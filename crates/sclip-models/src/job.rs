//! Clip job record and state machine.

use std::path::PathBuf;

use chrono::{DateTime, Utc};
use schemars::JsonSchema;
use serde::{Deserialize, Serialize};
use std::fmt;
use uuid::Uuid;

use crate::error::JobError;
use crate::request::ClipRequest;

/// Unique identifier for a clip job.
#[derive(Debug, Clone, PartialEq, Eq, Hash, Serialize, Deserialize, JsonSchema)]
#[serde(transparent)]
pub struct JobId(pub String);

impl JobId {
    /// Generate a new random job ID.
    pub fn new() -> Self {
        Self(Uuid::new_v4().to_string())
    }

    pub fn as_str(&self) -> &str {
        &self.0
    }
}

impl Default for JobId {
    fn default() -> Self {
        Self::new()
    }
}

impl fmt::Display for JobId {
    fn fmt(&self, f: &mut fmt::Formatter<'_>) -> fmt::Result {
        write!(f, "{}", self.0)
    }
}

/// Job lifecycle state.
///
/// `pending → processing → { ready | error | cancelled }`; terminal states
/// are never left.
#[derive(Debug, Clone, Copy, PartialEq, Eq, Hash, Serialize, Deserialize, JsonSchema, Default)]
#[serde(rename_all = "snake_case")]
pub enum JobState {
    /// Admitted, waiting for entitlement/dependency checks or the
    /// destination directory to free up.
    #[default]
    Pending,
    /// A stage is actively running.
    Processing,
    /// Clip produced and placed in the destination directory.
    Ready,
    /// Failed with a classified error.
    Error,
    /// Cancelled by the caller.
    Cancelled,
}

impl JobState {
    pub fn as_str(&self) -> &'static str {
        match self {
            JobState::Pending => "pending",
            JobState::Processing => "processing",
            JobState::Ready => "ready",
            JobState::Error => "error",
            JobState::Cancelled => "cancelled",
        }
    }

    /// Terminal states accept no further transitions or events.
    pub fn is_terminal(&self) -> bool {
        matches!(self, JobState::Ready | JobState::Error | JobState::Cancelled)
    }
}

impl fmt::Display for JobState {
    fn fmt(&self, f: &mut fmt::Formatter<'_>) -> fmt::Result {
        write!(f, "{}", self.as_str())
    }
}

/// Orchestrator-owned execution record for one `ClipRequest`.
///
/// External callers only ever hold cloned snapshots; all mutation goes
/// through the orchestrator's job store.
#[derive(Debug, Clone, Serialize, Deserialize, JsonSchema)]
pub struct ClipJob {
    pub id: JobId,
    pub request: ClipRequest,
    pub state: JobState,
    /// 0-100, monotonically non-decreasing while processing.
    pub progress_percent: u8,
    /// Human-readable description of the current stage.
    pub progress_label: String,
    /// Set only when the job reached `Ready`.
    #[serde(skip_serializing_if = "Option::is_none")]
    pub result_path: Option<PathBuf>,
    /// Set only when the job reached `Error`.
    #[serde(skip_serializing_if = "Option::is_none")]
    pub error: Option<JobError>,
    /// Non-fatal problem report (e.g. a failed optional filter).
    #[serde(skip_serializing_if = "Option::is_none")]
    pub warning: Option<String>,
    pub created_at: DateTime<Utc>,
    pub updated_at: DateTime<Utc>,
}

impl ClipJob {
    /// Create a freshly admitted job.
    pub fn new(request: ClipRequest) -> Self {
        let now = Utc::now();
        Self {
            id: JobId::new(),
            request,
            state: JobState::Pending,
            progress_percent: 0,
            progress_label: "Queued".to_string(),
            result_path: None,
            error: None,
            warning: None,
            created_at: now,
            updated_at: now,
        }
    }

    pub fn is_terminal(&self) -> bool {
        self.state.is_terminal()
    }

    /// Enter the processing state.
    pub fn start(&mut self) {
        debug_assert_eq!(self.state, JobState::Pending);
        self.state = JobState::Processing;
        self.touch();
    }

    /// Update progress; percent never moves backwards.
    pub fn set_progress(&mut self, percent: u8, label: impl Into<String>) {
        self.progress_percent = percent.min(100).max(self.progress_percent);
        self.progress_label = label.into();
        self.touch();
    }

    /// Mark ready with the final artifact path.
    pub fn complete(&mut self, result_path: PathBuf) {
        self.state = JobState::Ready;
        self.progress_percent = 100;
        self.progress_label = "Ready".to_string();
        self.result_path = Some(result_path);
        self.touch();
    }

    /// Mark failed, preserving the originating error kind verbatim.
    pub fn fail(&mut self, error: JobError) {
        self.state = JobState::Error;
        self.progress_label = "Failed".to_string();
        self.error = Some(error);
        self.touch();
    }

    /// Mark cancelled.
    pub fn cancel(&mut self) {
        self.state = JobState::Cancelled;
        self.progress_label = "Cancelled".to_string();
        self.touch();
    }

    /// Attach a non-fatal warning (partial success).
    pub fn warn(&mut self, warning: impl Into<String>) {
        self.warning = Some(warning.into());
        self.touch();
    }

    fn touch(&mut self) {
        self.updated_at = Utc::now();
    }
}
//! Pipeline configuration.

use std::path::PathBuf;
use std::time::Duration;

/// Orchestrator configuration, read from the environment.
#[derive(Debug, Clone)]
pub struct PipelineConfig {
    /// Scratch directory for downloads and intermediate files.
    pub work_dir: PathBuf,
    /// Maximum jobs processing at once across all destinations.
    pub max_concurrent_jobs: usize,
    /// Bounded automatic retries for source acquisition.
    pub source_retries: u32,
    /// Hard ceiling on any single external-process stage.
    pub stage_timeout: Duration,
    /// Summary service endpoint; summaries fail cleanly when unset.
    pub summary_api_url: Option<String>,
    pub summary_api_key: Option<String>,
}

impl Default for PipelineConfig {
    fn default() -> Self {
        Self {
            work_dir: std::env::temp_dir().join("smartclip"),
            max_concurrent_jobs: 2,
            source_retries: 1,
            stage_timeout: Duration::from_secs(1800),
            summary_api_url: None,
            summary_api_key: None,
        }
    }
}

impl PipelineConfig {
    /// Create config from environment variables.
    pub fn from_env() -> Self {
        let defaults = Self::default();
        Self {
            work_dir: std::env::var("SCLIP_WORK_DIR")
                .map(PathBuf::from)
                .unwrap_or(defaults.work_dir),
            max_concurrent_jobs: std::env::var("SCLIP_MAX_JOBS")
                .ok()
                .and_then(|s| s.parse().ok())
                .filter(|&n: &usize| n > 0)
                .unwrap_or(defaults.max_concurrent_jobs),
            source_retries: std::env::var("SCLIP_SOURCE_RETRIES")
                .ok()
                .and_then(|s| s.parse().ok())
                .unwrap_or(defaults.source_retries),
            stage_timeout: Duration::from_secs(
                std::env::var("SCLIP_STAGE_TIMEOUT_SECS")
                    .ok()
                    .and_then(|s| s.parse().ok())
                    .unwrap_or(1800),
            ),
            summary_api_url: std::env::var("SCLIP_SUMMARY_API_URL").ok(),
            summary_api_key: std::env::var("SCLIP_SUMMARY_API_KEY").ok(),
        }
    }
}

#[cfg(test)]
mod tests {
    use super::*;

    #[test]
    fn test_defaults() {
        let config = PipelineConfig::default();
        assert_eq!(config.max_concurrent_jobs, 2);
        assert_eq!(config.source_retries, 1);
        assert!(config.summary_api_url.is_none());
    }
}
==========
Go through the listing and copy each line with the string "PartialEq".

Answer:
#[derive(Debug, Clone, PartialEq, Eq, Hash, Serialize, Deserialize, JsonSchema)]
#[derive(Debug, Clone, Copy, PartialEq, Eq, Hash, Serialize, Deserialize, JsonSchema, Default)]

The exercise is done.